### What the task asks
The answer should contain every entry below, copied exactly.

Collected data
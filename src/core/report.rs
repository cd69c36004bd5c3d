// JamfLens - core/report.rs
//
// The two reporting contexts built on the filter stage:
//
//   Inventory - full FilterSpec, per-row stale flag, check-in counts.
//   Warranty  - department-only filter, warranty counts, expired sub-view.
//
// Reports borrow the enriched batch and hold indices into it, so building
// one never copies records. `to_batch` materialises a view for export.

use crate::core::filter::{self, FilterSpec};
use crate::core::model::{Column, EnrichedBatch, EnrichedRecord, WarrantyStatus};
use crate::core::summary::{CheckInCounts, WarrantyCounts};
use crate::util::constants;

/// Which reporting context is being shown. Also the `--page` CLI value.
#[derive(Debug, Clone, Copy, PartialEq, Eq, Default, clap::ValueEnum)]
pub enum Page {
    #[default]
    Inventory,
    Warranty,
}

impl Page {
    pub fn label(&self) -> &'static str {
        match self {
            Page::Inventory => "Inventory",
            Page::Warranty => "Warranty",
        }
    }

    /// Default download name for this page's result set.
    pub fn export_file_name(&self) -> &'static str {
        match self {
            Page::Inventory => constants::INVENTORY_EXPORT_FILE_NAME,
            Page::Warranty => constants::WARRANTY_EXPORT_FILE_NAME,
        }
    }
}

const INVENTORY_DISPLAY: [Column; 6] = [
    Column::ComputerName,
    Column::SerialNumber,
    Column::Username,
    Column::OperatingSystem,
    Column::LastInventoryUpdate,
    Column::Managed,
];

const WARRANTY_DISPLAY: [Column; 5] = [
    Column::ComputerName,
    Column::Username,
    Column::Department,
    Column::WarrantyExpiration,
    Column::DaysUntilExpiration,
];

fn present(batch: &EnrichedBatch, wanted: &[Column]) -> Vec<Column> {
    wanted
        .iter()
        .copied()
        .filter(|c| batch.fields.contains(*c))
        .collect()
}

// =============================================================================
// Inventory
// =============================================================================

/// Filtered inventory view.
#[derive(Debug, Clone)]
pub struct InventoryReport<'a> {
    pub batch: &'a EnrichedBatch,

    /// Indices of matching records, in batch order.
    pub indices: Vec<usize>,

    /// Stale flag per entry of `indices`.
    pub stale: Vec<bool>,

    /// None when the batch has no check-in information.
    pub check_in: Option<CheckInCounts>,

    /// Columns to show, limited to those present in the batch.
    pub display_columns: Vec<Column>,
}

impl<'a> InventoryReport<'a> {
    pub fn build(batch: &'a EnrichedBatch, spec: &FilterSpec) -> Self {
        let indices = filter::apply_filters(batch, spec);
        let stale = indices
            .iter()
            .map(|&i| filter::is_stale(&batch.records[i], batch.fields))
            .collect();
        let check_in = batch
            .fields
            .contains(Column::CheckInStatus)
            .then(|| CheckInCounts::tally(indices.iter().map(|&i| &batch.records[i])));

        Self {
            batch,
            indices,
            stale,
            check_in,
            display_columns: present(batch, &INVENTORY_DISPLAY),
        }
    }

    /// Matching records with their stale flag.
    pub fn rows(&self) -> impl Iterator<Item = (&'a EnrichedRecord, bool)> + '_ {
        let batch = self.batch;
        self.indices
            .iter()
            .zip(self.stale.iter())
            .map(move |(&i, &stale)| (&batch.records[i], stale))
    }

    pub fn len(&self) -> usize {
        self.indices.len()
    }

    pub fn is_empty(&self) -> bool {
        self.indices.is_empty()
    }

    pub fn stale_count(&self) -> usize {
        self.stale.iter().filter(|s| **s).count()
    }

    /// The filtered result set as a standalone batch (for export).
    pub fn to_batch(&self) -> EnrichedBatch {
        self.batch.subset(&self.indices)
    }
}

// =============================================================================
// Warranty
// =============================================================================

/// Warranty lifecycle view.
#[derive(Debug, Clone)]
pub struct WarrantyReport<'a> {
    pub batch: &'a EnrichedBatch,

    /// Records passing the department filter.
    pub indices: Vec<usize>,

    /// None when the batch has no warranty information.
    pub counts: Option<WarrantyCounts>,

    /// Subset of `indices` whose warranty has expired.
    pub expired: Vec<usize>,

    /// Columns to show for the expired table, limited to those present.
    pub display_columns: Vec<Column>,
}

impl<'a> WarrantyReport<'a> {
    pub fn build(batch: &'a EnrichedBatch, department: &str) -> Self {
        let spec = FilterSpec::department_only(department);
        let indices = filter::apply_filters(batch, &spec);
        let has_status = batch.fields.contains(Column::WarrantyStatus);

        let counts = has_status
            .then(|| WarrantyCounts::tally(indices.iter().map(|&i| &batch.records[i])));
        let expired = if has_status {
            indices
                .iter()
                .copied()
                .filter(|&i| {
                    batch.records[i].derived.warranty_status == Some(WarrantyStatus::Expired)
                })
                .collect()
        } else {
            Vec::new()
        };

        Self {
            batch,
            indices,
            counts,
            expired,
            display_columns: present(batch, &WARRANTY_DISPLAY),
        }
    }

    /// Expired records, in batch order.
    pub fn expired_rows(&self) -> impl Iterator<Item = &'a EnrichedRecord> + '_ {
        let batch = self.batch;
        self.expired.iter().map(move |&i| &batch.records[i])
    }

    /// The expired sub-view as a standalone batch (for export).
    pub fn expired_batch(&self) -> EnrichedBatch {
        self.batch.subset(&self.expired)
    }
}
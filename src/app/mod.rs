// JamfLens - app/mod.rs
//
// Application layer: input collection and session state.
// Dependencies: core layer.
// Must NOT depend on: ui.

pub mod load;
pub mod state;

### Reply
filename src/core/report.rs
repository cd69c36004bd5c3d
// JamfLens - core/report.rs
//
// The two reporting contexts built on the filter stage:
//
//   Inventory - full FilterSpec, per-row stale flag, check-in counts.
//   Warranty  - department-only filter, warranty counts, expired sub-view.
//
// Reports borrow the enriched batch and hold indices into it, so building
// one never copies records. `to_batch` materialises a view for export.

use crate::core::filter::{self, FilterSpec};
use crate::core::model::{Column, EnrichedBatch, EnrichedRecord, WarrantyStatus};
use crate::core::summary::{CheckInCounts, WarrantyCounts};
use crate::util::constants;

/// Which reporting context is being shown. Also the `--page` CLI value.
#[derive(Debug, Clone, Copy, PartialEq, Eq, Default, clap::ValueEnum)]
pub enum Page {
    #[default]
    Inventory,
    Warranty,
}

impl Page {
    pub fn label(&self) -> &'static str {
        match self {
            Page::Inventory => "Inventory",
            Page::Warranty => "Warranty",
        }
    }

    /// Default download name for this page's result set.
    pub fn export_file_name(&self) -> &'static str {
        match self {
            Page::Inventory => constants::INVENTORY_EXPORT_FILE_NAME,
            Page::Warranty => constants::WARRANTY_EXPORT_FILE_NAME,
        }
    }
}

const INVENTORY_DISPLAY: [Column; 6] = [
    Column::ComputerName,
    Column::SerialNumber,
    Column::Username,
    Column::OperatingSystem,
    Column::LastInventoryUpdate,
    Column::Managed,
];

const WARRANTY_DISPLAY: [Column; 5] = [
    Column::ComputerName,
    Column::Username,
    Column::Department,
    Column::WarrantyExpiration,
    Column::DaysUntilExpiration,
];

fn present(batch: &EnrichedBatch, wanted: &[Column]) -> Vec<Column> {
    wanted
        .iter()
        .copied()
        .filter(|c| batch.fields.contains(*c))
        .collect()
}

// =============================================================================
// Inventory
// =============================================================================

/// Filtered inventory view.
#[derive(Debug, Clone)]
pub struct InventoryReport<'a> {
    pub batch: &'a EnrichedBatch,

    /// Indices of matching records, in batch order.
    pub indices: Vec<usize>,

    /// Stale flag per entry of `indices`.
    pub stale: Vec<bool>,

    /// None when the batch has no check-in information.
    pub check_in: Option<CheckInCounts>,

    /// Columns to show, limited to those present in the batch.
    pub display_columns: Vec<Column>,
}

impl<'a> InventoryReport<'a> {
    pub fn build(batch: &'a EnrichedBatch, spec: &FilterSpec) -> Self {
        let indices = filter::apply_filters(batch, spec);
        let stale = indices
            .iter()
            .map(|&i| filter::is_stale(&batch.records[i], batch.fields))
            .collect();
        let check_in = batch
            .fields
            .contains(Column::CheckInStatus)
            .then(|| CheckInCounts::tally(indices.iter().map(|&i| &batch.records[i])));

        Self {
            batch,
            indices,
            stale,
            check_in,
            display_columns: present(batch, &INVENTORY_DISPLAY),
        }
    }

    /// Matching records with their stale flag.
    pub fn rows(&self) -> impl Iterator<Item = (&'a EnrichedRecord, bool)> + '_ {
        let batch = self.batch;
        self.indices
            .iter()
            .zip(self.stale.iter())
            .map(move |(&i, &stale)| (&batch.records[i], stale))
    }

    pub fn len(&self) -> usize {
        self.indices.len()
    }

    pub fn is_empty(&self) -> bool {
        self.indices.is_empty()
    }

    pub fn stale_count(&self) -> usize {
        self.stale.iter().filter(|s| **s).count()
    }

    /// The filtered result set as a standalone batch (for export).
    pub fn to_batch(&self) -> EnrichedBatch {
        self.batch.subset(&self.indices)
    }
}

// =============================================================================
// Warranty
// =============================================================================

/// Warranty lifecycle view.
#[derive(Debug, Clone)]
pub struct WarrantyReport<'a> {
    pub batch: &'a EnrichedBatch,

    /// Records passing the department filter.
    pub indices: Vec<usize>,

    /// None when the batch has no warranty information.
    pub counts: Option<WarrantyCounts>,

    /// Subset of `indices` whose warranty has expired.
    pub expired: Vec<usize>,

    /// Columns to show for the expired table, limited to those present.
    pub display_columns: Vec<Column>,
}

impl<'a> WarrantyReport<'a> {
    pub fn build(batch: &'a EnrichedBatch, department: &str) -> Self {
        let spec = FilterSpec::department_only(department);
        let indices = filter::apply_filters(batch, &spec);
        let has_status = batch.fields.contains(Column::WarrantyStatus);

        let counts = has_status
            .then(|| WarrantyCounts::tally(indices.iter().map(|&i| &batch.records[i])));
        let expired = if has_status {
            indices
                .iter()
                .copied()
                .filter(|&i| {
                    batch.records[i].derived.warranty_status == Some(WarrantyStatus::Expired)
                })
                .collect()
        } else {
            Vec::new()
        };

        Self {
            batch,
            indices,
            counts,
            expired,
            display_columns: present(batch, &WARRANTY_DISPLAY),
        }
    }

    /// Expired records, in batch order.
    pub fn expired_rows(&self) -> impl Iterator<Item = &'a EnrichedRecord> + '_ {
        let batch = self.batch;
        self.expired.iter().map(move |&i| &batch.records[i])
    }

    /// The expired sub-view as a standalone batch (for export).
    pub fn expired_batch(&self) -> EnrichedBatch {
        self.batch.subset(&self.expired)
    }
}
filename src/app/mod.rs
// JamfLens - app/mod.rs
//
// Application layer: input collection and session state.
// Dependencies: core layer.
// Must NOT depend on: ui.

pub mod load;
pub mod state;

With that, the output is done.